What is being asked: Look through the lines below and extract any with the word "inner".

Data under study:
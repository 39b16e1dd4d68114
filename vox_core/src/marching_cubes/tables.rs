//! Marching cubes lookup tables.
//!
//! Corner numbering (offsets from the cell origin):
//!
//! ```text
//!        7 ---------- 6
//!       /|           /|
//!      4 ---------- 5 |        z
//!      | |          | |        |  y
//!      | 3 ---------|-2        | /
//!      |/           |/         |/
//!      0 ---------- 1          +---- x
//! ```
//!
//! Edges 0-3 run around the bottom face, 4-7 around the top face and 8-11 are
//! the vertical edges. Bit `i` of a configuration index is set when corner `i`
//! is outside the surface.

/// Offset of each corner from the cell origin.
pub const CORNER_OFFSETS: [(u32, u32, u32); 8] = [
    (0, 0, 0),
    (1, 0, 0),
    (1, 1, 0),
    (0, 1, 0),
    (0, 0, 1),
    (1, 0, 1),
    (1, 1, 1),
    (0, 1, 1),
];

/// The two corners joined by each edge.
pub const EDGE_VERTICES: [(usize, usize); 12] = [
    (0, 1),
    (1, 2),
    (2, 3),
    (3, 0),
    (4, 5),
    (5, 6),
    (6, 7),
    (7, 4),
    (0, 4),
    (1, 5),
    (2, 6),
    (3, 7),
];

/// For each configuration, a 12-bit mask of the edges crossed by the surface.
pub const EDGE_TABLE: [u16; 256] = [
    0x000, 0x109, 0x203, 0x30a, 0x406, 0x50f, 0x605, 0x70c,
    0x80c, 0x905, 0xa0f, 0xb06, 0xc0a, 0xd03, 0xe09, 0xf00,
    0x190, 0x099, 0x393, 0x29a, 0x596, 0x49f, 0x795, 0x69c,
    0x99c, 0x895, 0xb9f, 0xa96, 0xd9a, 0xc93, 0xf99, 0xe90,
    0x230, 0x339, 0x033, 0x13a, 0x636, 0x73f, 0x435, 0x53c,
    0xa3c, 0xb35, 0x83f, 0x936, 0xe3a, 0xf33, 0xc39, 0xd30,
    0x3a0, 0x2a9, 0x1a3, 0x0aa, 0x7a6, 0x6af, 0x5a5, 0x4ac,
    0xbac, 0xaa5, 0x9af, 0x8a6, 0xfaa, 0xea3, 0xda9, 0xca0,
    0x460, 0x569, 0x663, 0x76a, 0x066, 0x16f, 0x265, 0x36c,
    0xc6c, 0xd65, 0xe6f, 0xf66, 0x86a, 0x963, 0xa69, 0xb60,
    0x5f0, 0x4f9, 0x7f3, 0x6fa, 0x1f6, 0x0ff, 0x3f5, 0x2fc,
    0xdfc, 0xcf5, 0xfff, 0xef6, 0x9fa, 0x8f3, 0xbf9, 0xaf0,
    0x650, 0x759, 0x453, 0x55a, 0x256, 0x35f, 0x055, 0x15c,
    0xe5c, 0xf55, 0xc5f, 0xd56, 0xa5a, 0xb53, 0x859, 0x950,
    0x7c0, 0x6c9, 0x5c3, 0x4ca, 0x3c6, 0x2cf, 0x1c5, 0x0cc,
    0xfcc, 0xec5, 0xdcf, 0xcc6, 0xbca, 0xac3, 0x9c9, 0x8c0,
    0x8c0, 0x9c9, 0xac3, 0xbca, 0xcc6, 0xdcf, 0xec5, 0xfcc,
    0x0cc, 0x1c5, 0x2cf, 0x3c6, 0x4ca, 0x5c3, 0x6c9, 0x7c0,
    0x950, 0x859, 0xb53, 0xa5a, 0xd56, 0xc5f, 0xf55, 0xe5c,
    0x15c, 0x055, 0x35f, 0x256, 0x55a, 0x453, 0x759, 0x650,
    0xaf0, 0xbf9, 0x8f3, 0x9fa, 0xef6, 0xfff, 0xcf5, 0xdfc,
    0x2fc, 0x3f5, 0x0ff, 0x1f6, 0x6fa, 0x7f3, 0x4f9, 0x5f0,
    0xb60, 0xa69, 0x963, 0x86a, 0xf66, 0xe6f, 0xd65, 0xc6c,
    0x36c, 0x265, 0x16f, 0x066, 0x76a, 0x663, 0x569, 0x460,
    0xca0, 0xda9, 0xea3, 0xfaa, 0x8a6, 0x9af, 0xaa5, 0xbac,
    0x4ac, 0x5a5, 0x6af, 0x7a6, 0x0aa, 0x1a3, 0x2a9, 0x3a0,
    0xd30, 0xc39, 0xf33, 0xe3a, 0x936, 0x83f, 0xb35, 0xa3c,
    0x53c, 0x435, 0x73f, 0x636, 0x13a, 0x033, 0x339, 0x230,
    0xe90, 0xf99, 0xc93, 0xd9a, 0xa96, 0xb9f, 0x895, 0x99c,
    0x69c, 0x795, 0x49f, 0x596, 0x29a, 0x393, 0x099, 0x190,
    0xf00, 0xe09, 0xd03, 0xc0a, 0xb06, 0xa0f, 0x905, 0x80c,
    0x70c, 0x605, 0x50f, 0x406, 0x30a, 0x203, 0x109, 0x000,
];
// =============================================================================
// SECTION 2: Region Tests
// =============================================================================

mod region_tests {
    use super::*;

    fn region_32() -> Region {
        Region::from_coords(0, 0, 0, 31, 31, 31).unwrap()
    }

    #[test]
    fn should_reject_inverted_corners_on_each_axis() {
        for upper in [
            Vector3i::new(-1, 5, 5),
            Vector3i::new(5, -1, 5),
            Vector3i::new(5, 5, -1),
        ] {
            let result = Region::new(Vector3i::splat(0), upper);
            assert!(matches!(result, Err(VoxError::InvalidRegion { .. })));
        }
    }

    #[test]
    fn should_accept_single_voxel_region() {
        let r = Region::single(Vector3i::new(4, 5, 6));
        assert_eq!(r.voxel_count(), 1);
        assert_eq!(r.cell_count(), 0);
        assert_eq!(r.dimensions_in_cells(), Vector3i::splat(0));
    }

    #[test]
    fn should_report_dimensions() {
        let r = Region::from_coords(-2, 0, 10, 5, 3, 10).unwrap();
        assert_eq!(r.dimensions_in_voxels(), Vector3i::new(8, 4, 1));
        assert_eq!(r.dimensions_in_cells(), Vector3i::new(7, 3, 0));
        assert_eq!(r.voxel_count(), 32);
    }

    #[test]
    fn should_contain_its_corners() {
        let r = region_32();
        assert!(r.contains(r.lower()));
        assert!(r.contains(r.upper()));
        assert!(r.contains(Vector3i::new(0, 31, 0)));
    }

    #[test]
    fn should_not_contain_points_one_beyond_upper_on_any_axis() {
        let r = region_32();
        for p in [
            Vector3i::new(32, 31, 31),
            Vector3i::new(31, 32, 31),
            Vector3i::new(31, 31, 32),
        ] {
            assert!(!r.contains(p), "{} should be outside", p);
        }
    }

    #[test]
    fn should_not_contain_points_one_below_lower_on_any_axis() {
        let r = region_32();
        for p in [
            Vector3i::new(-1, 0, 0),
            Vector3i::new(0, -1, 0),
            Vector3i::new(0, 0, -1),
        ] {
            assert!(!r.contains(p));
        }
    }

    #[test]
    fn should_shrink_containment_with_boundary() {
        let r = region_32();
        assert!(r.contains_with_boundary(Vector3i::splat(1), 1));
        assert!(!r.contains_with_boundary(Vector3i::new(0, 5, 5), 1));
        assert!(r.contains_in_x(30, 1));
        assert!(!r.contains_in_y(31, 1));
        assert!(r.contains_in_z(0, 0));
        assert!(r.contains_f32(Vector3f::splat(15.5), 0.5));
    }

    #[test]
    fn should_contain_subregions() {
        let r = region_32();
        let inner = Region::from_coords(4, 4, 4, 8, 8, 8).unwrap();
        let straddling = Region::from_coords(16, 16, 16, 40, 20, 20).unwrap();
        assert!(r.contains_region(&inner));
        assert!(r.contains_region(&r));
        assert!(!r.contains_region(&straddling));
        assert!(!inner.contains_region(&r));
    }

    #[test]
    fn should_intersect_overlapping_regions() {
        let a = Region::from_coords(0, 0, 0, 10, 10, 10).unwrap();
        let b = Region::from_coords(5, 5, 5, 20, 20, 20).unwrap();
        let c = Region::from_coords(11, 0, 0, 12, 1, 1).unwrap();
        assert_eq!(
            a.intersection(&b),
            Some(Region::from_coords(5, 5, 5, 10, 10, 10).unwrap())
        );
        assert_eq!(a.intersection(&c), None);
    }

    #[test]
    fn should_derive_grown_shrunk_and_shifted_regions() {
        let r = Region::from_coords(2, 2, 2, 6, 6, 6).unwrap();
        assert_eq!(
            r.dilate(Vector3i::splat(1)).unwrap(),
            Region::from_coords(1, 1, 1, 7, 7, 7).unwrap()
        );
        assert_eq!(
            r.erode(Vector3i::splat(2)).unwrap(),
            Region::single(Vector3i::splat(4))
        );
        assert!(r.erode(Vector3i::splat(3)).is_err());
        assert_eq!(
            r.shift(Vector3i::new(10, 0, 0)).unwrap().lower(),
            Vector3i::new(12, 2, 2)
        );
        assert!(r.shift_lower(Vector3i::splat(5)).is_err());
        assert_eq!(
            r.shift_upper(Vector3i::splat(1)).unwrap().upper(),
            Vector3i::splat(7)
        );
    }

    #[test]
    fn should_clamp_points_into_region() {
        let r = region_32();
        assert_eq!(r.clamp(Vector3i::new(-5, 40, 7)), Vector3i::new(0, 31, 7));
    }

    #[test]
    fn should_iterate_points_x_fastest() {
        let r = Region::from_coords(0, 0, 0, 1, 1, 1).unwrap();
        let points: Vec<_> = r.points().collect();
        assert_eq!(points.len(), 8);
        assert_eq!(points[0], Vector3i::new(0, 0, 0));
        assert_eq!(points[1], Vector3i::new(1, 0, 0));
        assert_eq!(points[2], Vector3i::new(0, 1, 0));
        assert_eq!(points[4], Vector3i::new(0, 0, 1));
    }
}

Problem solution:
        let inner = Region::from_coords(4, 4, 4, 8, 8, 8).unwrap();
        assert!(r.contains_region(&inner));
        assert!(!inner.contains_region(&r));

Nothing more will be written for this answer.